What if, as much as falling ill is incredibly traumatic, it brings you right down to who you really are? When you're in a flare, and in immeasurable pain, there isn't time or energy to cover things up, to put on a show or to hide your feelings. You are there- exposed, raw, and stripped to your core. Your thoughts, your feelings, your hopes, fears, and dreams are right there at the surface. Having the rare experience of having your dreams potentially stripped away from you is something not everyone gets to experience, and while it is so hard, it puts you in a place to really know who you are and who you want to be.

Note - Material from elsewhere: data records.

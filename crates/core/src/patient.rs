//! Patient service and related types.
//!
//! This module provides the domain service for patient records: shape checks on
//! incoming requests, delegation to a [`PatientRepository`], and translation of
//! storage failures into [`ClinicError`].

use crate::constants::{
    DEFAULT_PATIENT_STATUS, GENDER_MAX_LEN, NAME_MAX_LEN, PHONE_MAX_LEN, STATUS_MAX_LEN,
};
use crate::error::{ClinicError, ClinicResult};
use crate::repositories::patients::PatientRepository;
use crate::repositories::StoreError;
use api_shared::dto::{CreatePatientReq, PatientRes, PatientSummary};
use chrono::{DateTime, NaiveDate, Utc};
use clinic_types::{EmailAddress, NonEmptyText};
use serde_json::Value;
use std::sync::Arc;

/// A validated patient that has not been stored yet.
#[derive(Debug, Clone)]
pub struct NewPatient {
    pub first_name: NonEmptyText,
    pub last_name: NonEmptyText,
    pub email: Option<EmailAddress>,
    pub phone: Option<String>,
    pub date_of_birth: Option<NaiveDate>,
    pub gender: Option<String>,
    pub address: Option<String>,
    pub emergency_contact: Option<Value>,
    pub medical_info: Option<Value>,
    pub preferences: Option<Value>,
    pub status: NonEmptyText,
}

/// A stored patient record.
#[derive(Debug, Clone, PartialEq)]
pub struct Patient {
    pub id: i64,
    pub first_name: String,
    pub last_name: String,
    pub email: Option<String>,
    pub phone: Option<String>,
    pub date_of_birth: Option<NaiveDate>,
    pub gender: Option<String>,
    pub address: Option<String>,
    pub emergency_contact: Option<Value>,
    pub medical_info: Option<Value>,
    pub preferences: Option<Value>,
    pub status: String,
    pub created_at: DateTime<Utc>,
    pub updated_at: DateTime<Utc>,
}

/// Trim an optional text field; blank values count as absent.
fn optional_text(
    field: &str,
    value: Option<String>,
    max: Option<usize>,
) -> ClinicResult<Option<String>> {
    let Some(value) = value.filter(|v| !v.trim().is_empty()) else {
        return Ok(None);
    };
    let text = match max {
        Some(max) => NonEmptyText::bounded(&value, max),
        None => NonEmptyText::new(&value),
    }
    .map_err(|e| ClinicError::validation(field, e))?;
    Ok(Some(text.into_inner()))
}

impl TryFrom<CreatePatientReq> for NewPatient {
    type Error = ClinicError;

    fn try_from(req: CreatePatientReq) -> ClinicResult<Self> {
        let first_name = NonEmptyText::bounded(&req.first_name, NAME_MAX_LEN)
            .map_err(|e| ClinicError::validation("first_name", e))?;
        let last_name = NonEmptyText::bounded(&req.last_name, NAME_MAX_LEN)
            .map_err(|e| ClinicError::validation("last_name", e))?;

        let email = req
            .email
            .filter(|v| !v.trim().is_empty())
            .map(EmailAddress::parse)
            .transpose()
            .map_err(|e| ClinicError::validation("email", e))?;

        let status = match req.status.filter(|v| !v.trim().is_empty()) {
            Some(status) => NonEmptyText::bounded(status, STATUS_MAX_LEN)
                .map_err(|e| ClinicError::validation("status", e))?,
            None => NonEmptyText::new(DEFAULT_PATIENT_STATUS)
                .map_err(|e| ClinicError::validation("status", e))?,
        };

        Ok(Self {
            first_name,
            last_name,
            email,
            phone: optional_text("phone", req.phone, Some(PHONE_MAX_LEN))?,
            date_of_birth: req.date_of_birth,
            gender: optional_text("gender", req.gender, Some(GENDER_MAX_LEN))?,
            address: optional_text("address", req.address, None)?,
            emergency_contact: req.emergency_contact,
            medical_info: req.medical_info,
            preferences: req.preferences,
            status,
        })
    }
}

impl From<Patient> for PatientRes {
    fn from(p: Patient) -> Self {
        PatientRes {
            id: p.id,
            first_name: p.first_name,
            last_name: p.last_name,
            email: p.email,
            phone: p.phone,
            date_of_birth: p.date_of_birth,
            gender: p.gender,
            address: p.address,
            emergency_contact: p.emergency_contact,
            medical_info: p.medical_info,
            preferences: p.preferences,
            status: p.status,
            created_at: p.created_at,
            updated_at: p.updated_at,
        }
    }
}

impl From<Patient> for PatientSummary {
    fn from(p: Patient) -> Self {
        PatientSummary {
            id: p.id,
            first_name: p.first_name,
            last_name: p.last_name,
            email: p.email,
        }
    }
}

fn translate(err: StoreError) -> ClinicError {
    match err {
        StoreError::NotFound { .. } => ClinicError::not_found("Patient"),
        StoreError::UniqueViolation(detail) => {
            tracing::warn!("patient insert rejected by store: {}", detail);
            ClinicError::ConstraintViolation("a patient with this email already exists".into())
        }
        other => ClinicError::internal(other),
    }
}

/// Patient operations - no HTTP concerns
#[derive(Clone)]
pub struct PatientService {
    repo: Arc<dyn PatientRepository>,
}

impl PatientService {
    /// Creates a new instance of PatientService.
    ///
    /// # Arguments
    /// * `repo` - Store that owns the patient records
    pub fn new(repo: Arc<dyn PatientRepository>) -> Self {
        Self { repo }
    }

    /// Validates and stores a new patient.
    ///
    /// # Errors
    ///
    /// Returns `ClinicError` if:
    /// - a required field is blank or a field exceeds its column width (`Validation`),
    /// - the email is already used by another patient (`ConstraintViolation`),
    /// - the store fails (`Internal`).
    pub async fn create(&self, req: CreatePatientReq) -> ClinicResult<Patient> {
        let new_patient = NewPatient::try_from(req)?;
        let patient = self.repo.create(new_patient).await.map_err(translate)?;
        tracing::info!(patient_id = patient.id, "patient created");
        Ok(patient)
    }

    /// Fetches a single patient.
    ///
    /// # Errors
    ///
    /// Returns `ClinicError::NotFound` if no patient has this identifier.
    pub async fn get(&self, id: i64) -> ClinicResult<Patient> {
        self.repo.get(id).await.map_err(translate)
    }

    /// Lists patients by ascending identifier.
    ///
    /// `limit` is capped by the repository.
    pub async fn list(&self, skip: u32, limit: u32) -> ClinicResult<Vec<Patient>> {
        self.repo.list(skip, limit).await.map_err(translate)
    }
}
//! Constants used throughout the clinic core crate.
//!
//! Column widths mirror the `patients` table so that values are rejected before
//! they reach storage.

/// Maximum length of a patient's first or last name.
pub const NAME_MAX_LEN: usize = 50;

/// Maximum length of a phone number.
pub const PHONE_MAX_LEN: usize = 20;

/// Maximum length of the free-text gender field.
pub const GENDER_MAX_LEN: usize = 10;

/// Maximum length of a patient status.
pub const STATUS_MAX_LEN: usize = 20;

/// Status assigned to patients created without one.
pub const DEFAULT_PATIENT_STATUS: &str = "active";

/// Maximum length of the patient name on an appointment.
pub const APPOINTMENT_NAME_MAX_LEN: usize = 100;

/// Default cap on `limit` when listing patients.
pub const DEFAULT_PATIENT_LIST_MAX_LIMIT: u32 = 100;

/// Token type reported by the login endpoint.
pub const TOKEN_TYPE: &str = "bearer";

/// Pool size for file-backed sqlite databases.
pub const DEFAULT_MAX_CONNECTIONS: u32 = 8;

/// Origins of the staff, doctor and patient portals in development.
pub const DEFAULT_CORS_ORIGINS: &[&str] = &[
    "http://localhost:3000",
    "http://localhost:3001",
    "http://localhost:3002",
];

/// Signing secret used when `SECRET_KEY` is unset. Startup warns when it is in use.
pub const DEFAULT_SECRET_KEY: &str = "your-secret-key-change-in-production";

I still have my little pity parties sometimes. I do, and it's okay to do that. It's important to acknowledge your feelings and to not shy away from them- kind of like not being ashamed of them, right? I've been doing that lately..I've been allowing myself to feel, even the darkest feelings. When they come up, when diagnosis anniversaries pass and the pain makes itself known, I sometimes go to that dark place, and rather than tell myself to quiet down, to change the thought, I say, "what's the worst that can happen? These are feelings. They are emotions. They are real, and they aren't going to kill you."
But even so, it does hurt sometimes. It freakin hurts. There was a day a few weeks ago when I was in a flare and I forced myself to go to work. I try to always "show up" and do my best, just one minute at a time. But on this particularly dark, rainy evening, I was feeling pretty awful, and on the drive in to work, I started to cry out of frustration. "Why?" I was whispering while warm tears ran down my very warm face. My icy cold fingers wiped them away, and at a stop sign, when no one else was around, I layed my head down on the steering wheel, face in hands, and sobbed. "Please, please make this stop, don't you know I want to help people?" I said to whoever..God, the Universe..was listening.

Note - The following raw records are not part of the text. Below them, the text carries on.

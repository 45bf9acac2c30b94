use crate::error::ApiError;
use crate::AppState;
use api_shared::auth::bearer_token;
use api_shared::dto::{ErrorRes, LoginReq, MessageRes, TokenRes};
use axum::{
    extract::{rejection::JsonRejection, State},
    http::{header::AUTHORIZATION, HeaderMap},
    response::Json,
};

#[utoipa::path(
    post,
    path = "/api/v1/auth/login",
    request_body = LoginReq,
    responses(
        (status = 200, description = "Access token issued", body = TokenRes),
        (status = 400, description = "Malformed body", body = ErrorRes),
        (status = 401, description = "Incorrect username or password", body = ErrorRes)
    )
)]
/// Exchange a username and password for a bearer token
///
/// # Errors
/// Returns `401 Unauthorized` if the credentials do not match a known user.
#[axum::debug_handler]
pub async fn login(
    State(state): State<AppState>,
    body: Result<Json<LoginReq>, JsonRejection>,
) -> Result<Json<TokenRes>, ApiError> {
    let Json(req) = body?;
    let issued = state.auth.login(&req.username, &req.password).await?;
    Ok(Json(issued.into()))
}

#[utoipa::path(
    post,
    path = "/api/v1/auth/logout",
    responses(
        (status = 200, description = "Logged out", body = MessageRes)
    ),
    security(
        ("bearer" = [])
    )
)]
/// End the session of the bearer token, if any
///
/// Always answers 200, whether or not a usable token was sent.
#[axum::debug_handler]
pub async fn logout(
    State(state): State<AppState>,
    headers: HeaderMap,
) -> Result<Json<MessageRes>, ApiError> {
    let token = headers
        .get(AUTHORIZATION)
        .and_then(|v| v.to_str().ok())
        .and_then(bearer_token);
    state.auth.logout(token).await?;
    Ok(Json(MessageRes {
        message: "Successfully logged out".into(),
    }))
}
//! Connection pool and schema for the relational store.
//!
//! The schema is created idempotently at startup. There is no migration history;
//! the `patients` table is the only persisted entity.

use crate::constants::DEFAULT_MAX_CONNECTIONS;
use crate::repositories::StoreResult;
pub use sqlx::sqlite::SqlitePool;
use sqlx::sqlite::{SqliteConnectOptions, SqliteJournalMode, SqlitePoolOptions};
use std::str::FromStr;
use std::time::Duration;

const SCHEMA: &[&str] = &[
    r#"
CREATE TABLE IF NOT EXISTS patients (
    id INTEGER PRIMARY KEY AUTOINCREMENT,
    first_name TEXT NOT NULL,
    last_name TEXT NOT NULL,
    email TEXT UNIQUE,
    phone TEXT,
    date_of_birth TEXT,
    gender TEXT,
    address TEXT,
    emergency_contact TEXT,
    medical_info TEXT,
    preferences TEXT,
    status TEXT NOT NULL DEFAULT 'active',
    created_at TEXT NOT NULL,
    updated_at TEXT NOT NULL
)
    "#,
    "CREATE INDEX IF NOT EXISTS idx_patients_last_name ON patients(last_name)",
];

fn is_memory_url(database_url: &str) -> bool {
    database_url.contains(":memory:") || database_url.contains("mode=memory")
}

/// Open a pool for `database_url`, creating the database file if needed.
///
/// In-memory databases live only as long as their connection, so they get a single
/// connection that is never idled out or recycled.
pub async fn connect(database_url: &str) -> StoreResult<SqlitePool> {
    let memory = is_memory_url(database_url);
    let mut options = SqliteConnectOptions::from_str(database_url)?
        .create_if_missing(true)
        .busy_timeout(Duration::from_secs(5));

    let pool_options = if memory {
        SqlitePoolOptions::new()
            .max_connections(1)
            .idle_timeout(None)
            .max_lifetime(None)
    } else {
        options = options.journal_mode(SqliteJournalMode::Wal);
        SqlitePoolOptions::new().max_connections(DEFAULT_MAX_CONNECTIONS)
    };

    let pool = pool_options.connect_with(options).await?;
    tracing::debug!(memory, "opened sqlite pool");
    Ok(pool)
}

/// Create the `patients` table and its indexes if they do not exist.
pub async fn ensure_schema(pool: &SqlitePool) -> StoreResult<()> {
    let mut tx = pool.begin().await?;
    for statement in SCHEMA {
        sqlx::query(*statement).execute(&mut *tx).await?;
    }
    tx.commit().await?;
    Ok(())
}

#[cfg(test)]
mod tests {
    use super::*;

    #[tokio::test]
    async fn ensure_schema_is_idempotent() {
        let pool = connect("sqlite::memory:").await.expect("pool should open");
        ensure_schema(&pool).await.expect("first run should succeed");
        ensure_schema(&pool).await.expect("second run should succeed");

        let (count,): (i64,) = sqlx::query_as(
            "SELECT COUNT(*) FROM sqlite_master WHERE type = 'table' AND name = 'patients'",
        )
        .fetch_one(&pool)
        .await
        .expect("query should succeed");
        assert_eq!(count, 1);
    }

    #[test]
    fn detects_memory_urls() {
        assert!(is_memory_url("sqlite::memory:"));
        assert!(is_memory_url("sqlite://file?mode=memory&cache=shared"));
        assert!(!is_memory_url("sqlite://clinic.db"));
    }
}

Then, I received a phone call. I was to meet a co-worker at a client's home who's mother had just made an emergency call to us. This wasn't my client, this was an emergency call that came in, I had never met this child. When we arrived, a 16 year old boy greeted us. He was shaking. We sat at a table in his kitchen and spoke to him while he tried to explain the years of anguish and pain he had gone through. He would look at me from time to time, he'd hold my gaze for a little longer than usual. I felt like he could see through me..I think he could tell I was "different" like he is. Maybe.
He then said, "do you have any idea what it's like to be trapped in your own body? To have no control over it? To feel like you are trapped in there and no one can save you?"
Now, usually a session with a client is all about them. And it should be. Usually I am so lost in their words and their despair I completely forget that I am "different." But, I admit, these words resonated deep with me, and I suddenly heard myself whisper, "yes. I do know."
There was silence, as if he knew I was serious and wasn't just saying this to make him feel better. I went on to tell him how strong he is, and how I would sit there with him through the pain, and that I wasn't afraid of it, and I knew it would pass. I told him we'd work together to find a way out.
A look of relief came over his face. Color began to come back into his cheeks. We spent some time going over the history, and possible small solutions that could be put into place right now.
At the end of the session, he told me I gave him hope. Then he looked at me and said, "You do know, don't you?"
Yes, I do. And this..this few hours where maybe my pain helped bring hope to someone else..well, that just makes it all worth it. I'll take the dark if I can give someone else a bit of light. I'll take it every time.